• _The problem_
Retrieve every line of the data holding the word "push".

[[ Material to process, beginning ]]

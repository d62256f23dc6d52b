//! Read operations and role queries (one read transaction each)

use heed::RoTxn;

use crate::actor::PermissionUser;
use crate::constants::{SystemRole, NO_AUTHORITY};
use crate::db::{list_pfx, Dbs, Store};
use crate::error::{err, Error, Result};
use crate::keys::{override_key, override_prefix, parse_override, role_index_key};
use crate::role::{sort_by_weight, validate_part, Role, RoleId, UserId};

#[inline]
pub(crate) fn load_role(d: &Dbs, tx: &RoTxn, id: RoleId) -> Result<Option<Role>> {
    d.roles.get(tx, &id).map_err(err)
}

#[inline]
pub(crate) fn find_role_id(
    d: &Dbs,
    tx: &RoTxn,
    role: &str,
    board: Option<&str>,
    caste: Option<&str>,
) -> Result<Option<RoleId>> {
    d.role_index.get(tx, &role_index_key(role, board, caste)).map_err(err)
}

/// Direct overrides of one role as (permission key, allow)
pub(crate) fn override_rows(d: &Dbs, tx: &RoTxn, role: RoleId) -> Result<Vec<(String, bool)>> {
    let mut r = Vec::new();
    for item in d.overrides.prefix_iter(tx, &override_prefix(role)).map_err(err)? {
        let (k, v) = item.map_err(err)?;
        if let Some((_, p)) = parse_override(k) {
            r.push((p.to_string(), v != 0));
        }
    }
    r.sort();
    Ok(r)
}

fn load_all(d: &Dbs, tx: &RoTxn, ids: impl IntoIterator<Item = RoleId>) -> Result<Vec<Role>> {
    let mut r = Vec::new();
    for id in ids {
        if let Some(role) = load_role(d, tx, id)? {
            r.push(role);
        }
    }
    Ok(r)
}

fn scan_roles(d: &Dbs, tx: &RoTxn, mut keep: impl FnMut(&Role) -> bool) -> Result<Vec<Role>> {
    let mut r = Vec::new();
    for item in d.roles.iter(tx).map_err(err)? {
        let (_, role) = item.map_err(err)?;
        if keep(&role) {
            r.push(role);
        }
    }
    Ok(r)
}

impl Store {
    pub fn get_role(&self, id: RoleId) -> Result<Option<Role>> {
        self.read(|d, tx| load_role(d, tx, id))
    }

    /// Look up by (role, board, caste). Set parts must be 1-255 bytes.
    pub fn find_role(&self, role: &str, board: Option<&str>, caste: Option<&str>) -> Result<Option<Role>> {
        validate_part("role", role)?;
        for (what, v) in [("board_uri", board), ("caste", caste)] {
            if let Some(v) = v {
                validate_part(what, v)?;
            }
        }
        self.read(|d, tx| match find_role_id(d, tx, role, board, caste)? {
            Some(id) => load_role(d, tx, id),
            None => Ok(None),
        })
    }

    /// Every role, weight descending
    pub fn list_roles(&self) -> Result<Vec<Role>> {
        let mut r = self.read(|d, tx| scan_roles(d, tx, |_| true))?;
        sort_by_weight(&mut r);
        Ok(r)
    }

    /// Roles scoped to exactly this board (global roles excluded)
    pub fn roles_for_board(&self, board: &str) -> Result<Vec<Role>> {
        let mut r = self.read(|d, tx| scan_roles(d, tx, |role| role.board_uri.as_deref() == Some(board)))?;
        sort_by_weight(&mut r);
        Ok(r)
    }

    /// Direct override of one role, no inheritance walk. `None` when unset.
    pub fn get_permission(&self, role: RoleId, permission: &str) -> Result<Option<bool>> {
        self.registry().id(permission)?;
        self.read(|d, tx| Ok(d.overrides.get(tx, &override_key(role, permission)).map_err(err)?.map(|v| v != 0)))
    }

    /// Every direct override of a role, sorted by permission key
    pub fn overrides(&self, role: RoleId) -> Result<Vec<(String, bool)>> {
        self.read(|d, tx| override_rows(d, tx, role))
    }

    pub fn user_roles(&self, user: UserId) -> Result<Vec<Role>> {
        let mut r = self.read(|d, tx| {
            let ids = d.user_roles.list_fwd(tx, user)?;
            load_all(d, tx, ids)
        })?;
        sort_by_weight(&mut r);
        Ok(r)
    }

    pub fn role_users(&self, role: RoleId) -> Result<Vec<UserId>> {
        self.read(|d, tx| d.user_roles.list_rev(tx, role))
    }

    /// Roles in effect for a user on a board, weight descending. ANONYMOUS
    /// is always present; `user = None` yields only ANONYMOUS.
    pub fn roles_for_user_and_board(&self, user: Option<UserId>, board: Option<&str>) -> Result<Vec<Role>> {
        let mut r = self.read(|d, tx| {
            let mut roles = match user {
                Some(u) => {
                    let ids = d.user_roles.list_fwd(tx, u)?;
                    load_all(d, tx, ids)?
                }
                None => Vec::new(),
            };
            roles.retain(|role| role.applies_to(board));
            let anon = SystemRole::Anonymous.id();
            if !roles.iter().any(|role| role.id == anon) {
                roles.push(load_role(d, tx, anon)?.unwrap_or_else(|| Role::from_system(SystemRole::Anonymous)));
            }
            Ok(roles)
        })?;
        sort_by_weight(&mut r);
        Ok(r)
    }

    /// The role plus every role whose `inherit_id` is this role
    pub fn role_level(&self, id: RoleId) -> Result<Vec<Role>> {
        self.read(|d, tx| {
            let Some(role) = load_role(d, tx, id)? else {
                return Err(Error::InvalidReference(format!("role {} does not exist", id)));
            };
            let children = list_pfx(tx, &d.children, id)?;
            let mut r = vec![role];
            r.extend(load_all(d, tx, children)?);
            Ok(r)
        })
    }

    /// Roles the actor may act on for `board`: weight strictly below the
    /// actor's authority. Board authority covers that board's own roles;
    /// global authority also covers global roles (and every board when
    /// `board` is `None`).
    pub fn manageable_roles<U: PermissionUser + ?Sized>(&self, actor: &U, board: Option<&str>) -> Result<Vec<Role>> {
        let auth = actor.authority(self, board)?;
        if auth.weight == NO_AUTHORITY {
            return Ok(Vec::new());
        }
        let mut r = self.read(|d, tx| {
            scan_roles(d, tx, |role| role.weight < auth.weight && auth.covers(role, board))
        })?;
        sort_by_weight(&mut r);
        Ok(r)
    }
}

[[ Material to process, end ]]

• _Finished task_
            r.push((p.to_string(), v != 0));
            r.push(role);
            r.push(role);
                roles.push(load_role(d, tx, anon)?.unwrap_or_else(|| Role::from_system(SystemRole::Anonymous)));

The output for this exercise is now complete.